À quelques jours du conclave qui doit élire le successeur du pape François, décédé le 21 avril dernier, le climat au Vatican est alourdi par deux polémiques majeures : la réapparition du cardinal péruvien Juan Luis Cipriani, accusé d’agressions sexuelles, et la mystérieuse « correction » de la date de naissance du cardinal burkinabè Philippe Ouédraogo, qui le rend de nouveau éligible au vote.
Juan Luis Cipriani : un retour qui scandalise les victimes
Le cardinal péruvien Juan Luis Cipriani, 81 ans, fait l’objet d’accusations d’agressions sexuelles remontant aux années 1980. Archevêque émérite de Lima et proche de Jean-Paul II qui l’a nommé cardinal en 2001, il avait été sanctionné en 2019 par le pape François : exil hors du Pérou, interdiction de porter les habits cardinalices, de faire des déclarations publiques et de représenter l’Église.
Pourtant, depuis la mort du pape François, Cipriani est réapparu publiquement à Rome. Il a été vu se recueillant devant la dépouille du pape défunt à la basilique Saint-Pierre, vêtu de la soutane noire, de la ceinture rouge et de la calotte cardinalice que François lui avait interdits. Ces apparitions ont provoqué l’indignation d’associations de victimes de violences sexuelles dans l’Église.
Le Réseau péruvien des survivants a dénoncé dans un communiqué un acte de « re-victimisation impardonnable », estimant que la présence ostentatoire de Cipriani « mine la confiance dans les critères de choix du prochain pontife ».

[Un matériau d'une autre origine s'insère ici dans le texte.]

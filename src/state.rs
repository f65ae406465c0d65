use std::sync::Arc;

use zeroize::Zeroizing;

use crate::config::Config;
use crate::context::{ContextFactory, RpcContext};
use crate::error::{AppError, Result};
use crate::middleware_layer::cookies::CookiePlugin;
use crate::models::provider::{self, ProviderRegistry};
use crate::rpc::router::Router;
use crate::services::auth::AuthCallbacks;
use crate::services::oauth::OAuthClient;

/// The minimum accepted length of the session signing secret.
pub const MIN_SECRET_LEN: usize = 32;
/// Where the auth plugin mounts its routes.
pub const AUTH_PREFIX: &str = "/auth";

/// State shared by the auth plugin: the session resolver and the sign-in routes.
#[derive(Clone)]
pub struct AuthState {
    secret: Arc<Zeroizing<Vec<u8>>>,
    /// The registered identity providers.
    pub providers: Arc<ProviderRegistry>,
    /// Application hooks for the sign-in flow.
    pub callbacks: Arc<dyn AuthCallbacks>,
    /// The outbound OAuth client.
    pub oauth: Arc<dyn OAuthClient>,
    /// The cookie plugin the auth routes write through.
    pub cookies: CookiePlugin,
    /// The externally visible base URL.
    pub public_url: String,
    /// How long an issued session lives.
    pub session_max_age: chrono::Duration,
}

impl AuthState {
    /// Creates a new `AuthState`.
    ///
    /// # Returns
    ///
    /// An error when the secret is too short.
    pub fn new(
        secret: Zeroizing<Vec<u8>>,
        providers: ProviderRegistry,
        callbacks: Arc<dyn AuthCallbacks>,
        oauth: Arc<dyn OAuthClient>,
        cookies: CookiePlugin,
        public_url: String,
        session_max_age: chrono::Duration,
    ) -> Result<Self> {
        if secret.len() < MIN_SECRET_LEN {
            return Err(AppError::Config(format!(
                "AUTH_SECRET must be at least {} bytes",
                MIN_SECRET_LEN
            )));
        }
        if session_max_age <= chrono::Duration::zero() {
            return Err(AppError::Config("session max age must be positive".to_string()));
        }

        Ok(Self {
            secret: Arc::new(secret),
            providers: Arc::new(providers),
            callbacks,
            oauth,
            cookies,
            public_url,
            session_max_age,
        })
    }

    /// Builds the auth state for `config` with the GitHub provider.
    pub fn for_config(
        config: &Config,
        cookies: CookiePlugin,
        callbacks: Arc<dyn AuthCallbacks>,
        oauth: Arc<dyn OAuthClient>,
    ) -> Result<Self> {
        let providers = ProviderRegistry::new(vec![provider::github(
            config.github_client_id.clone(),
            config.github_client_secret.clone(),
        )])?;

        Self::new(
            config.auth_secret.clone(),
            providers,
            callbacks,
            oauth,
            cookies,
            config.public_url.clone(),
            chrono::Duration::days(config.session_max_age_days),
        )
    }

    pub fn secret(&self) -> &[u8] {
        &self.secret
    }

    pub fn signin_url(&self, provider_id: &str) -> String {
        format!("{}{}/signin/{}", self.public_url, AUTH_PREFIX, provider_id)
    }

    pub fn callback_url(&self, provider_id: &str) -> String {
        format!("{}{}/callback/{}", self.public_url, AUTH_PREFIX, provider_id)
    }
}

/// Limits applied by the RPC plugin before any procedure runs.
#[derive(Clone, Copy, Debug)]
pub struct RpcLimits {
    /// Maximum raw length of the procedure path and of the `input` parameter.
    pub max_param_length: usize,
    /// Maximum size of a POST body.
    pub max_body_bytes: usize,
}

impl From<&Config> for RpcLimits {
    fn from(config: &Config) -> Self {
        Self {
            max_param_length: config.max_param_length,
            max_body_bytes: config.max_body_bytes,
        }
    }
}

/// State of the RPC plugin, generic over the context its procedures take.
pub struct RpcState<C> {
    pub router: Arc<Router<C>>,
    pub factory: ContextFactory<C>,
    pub prefix: String,
    pub limits: RpcLimits,
}

impl<C> Clone for RpcState<C> {
    fn clone(&self) -> Self {
        Self {
            router: self.router.clone(),
            factory: self.factory.clone(),
            prefix: self.prefix.clone(),
            limits: self.limits,
        }
    }
}

impl<C: RpcContext> RpcState<C> {
    /// Checks the router and the prefix; registration fails on either.
    pub fn new(
        router: Router<C>,
        factory: ContextFactory<C>,
        prefix: &str,
        limits: RpcLimits,
    ) -> Result<Self> {
        router.check()?;

        let prefix = prefix.trim_end_matches('/');
        if !prefix.starts_with('/') || prefix.len() < 2 {
            return Err(AppError::Config(format!("invalid RPC prefix {:?}", prefix)));
        }

        Ok(Self {
            router: Arc::new(router),
            factory,
            prefix: prefix.to_string(),
            limits,
        })
    }
}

D’après le journal El País, le Vatican avait confirmé en janvier que les mesures disciplinaires à son encontre étaient toujours en vigueur. La victime présumée, aujourd’hui âgée de 58 ans, accuse Cipriani de l’avoir caressé et embrassé à plusieurs reprises lorsqu’il était âgé de 16 ou 17 ans.
Dans une lettre publiée dans les médias péruviens, Cipriani nie les faits : « Je n’ai commis aucun crime, ni en 1983, ni avant, ni après. » Il affirme avoir été sanctionné sans procès ni possibilité de défense, et soutient que François lui aurait permis en 2020 de reprendre ses fonctions pastorales.
S’il est exclu du vote papal du fait de son âge, Cipriani a néanmoins accès aux réunions préparatoires du conclave. Une présence dénoncée par Anne Barrett Doyle, de l’ONG Bishop Accountability, qui parle d’un « terrible décalage entre les paroles de l’Église et ses actes ».
Fraude sur l’âge ? Les cas troublants de Philippe Ouédraogo et John Njue
Dans un autre registre, c’est un subtil changement dans les archives qui a fait polémique : la date de naissance du cardinal burkinabè Philippe Ouédraogo a mystérieusement changé dans l’Annuaire pontifical 2025. Alors qu’il devait atteindre ses 80 ans le 25 janvier 2025 — âge qui le rendait inéligible pour le conclave — sa nouvelle date officielle est désormais fixée au 31 décembre 1945. Résultat : il peut encore voter.
Interrogé par des médias néerlandais, Ouédraogo a déclaré : « Dans mon village, il n’y avait ni hôpitaux, ni écoles. Je suis né à la maison, sans registres ni témoins. » Ce n’est qu’en 1973, en France, pour des besoins administratifs, qu’il aurait choisi, avec l’économe du diocèse, une date de naissance approximative.
Mais ce changement de date, juste à temps pour sauver son droit de vote, suscite des soupçons dans un contexte de tensions internes. D’autant plus que le cardinal kényan John Njue aurait connu une manœuvre similaire : entre deux éditions de l’Annuaire pontifical, sa naissance aurait reculé de 1944 à 1946, ce qui lui aurait aussi rendu éligible au conclave… même s’il a annoncé ne pas y participer pour raisons de santé.
Un conclave sous le signe de la défiance
Ces deux affaires entachent la crédibilité d’un conclave déjà attendu avec anxiété. Si le pape François a été reconnu comme l’un des pontifes les plus engagés dans la lutte contre les abus, de nombreuses associations estiment que ses réformes restent incomplètes, surtout tant que la « tolérance zéro » ne figure pas dans le droit canon.
« Tant que cela ne devient pas une loi explicite de l’Église, ce n’est qu’un slogan vide de sens », déplore Matthias Katsch, survivant allemand et militant de l’association Eckiger Tisch.
Alors que les cardinaux s’apprêtent à entrer en conclave le 7 mai sous la fresque du Jugement dernier de Michel-Ange, l’Église est confrontée à un autre jugement, celui de l’opinion publique et des fidèles : celui de sa propre transparence, cohérence et volonté de réforme.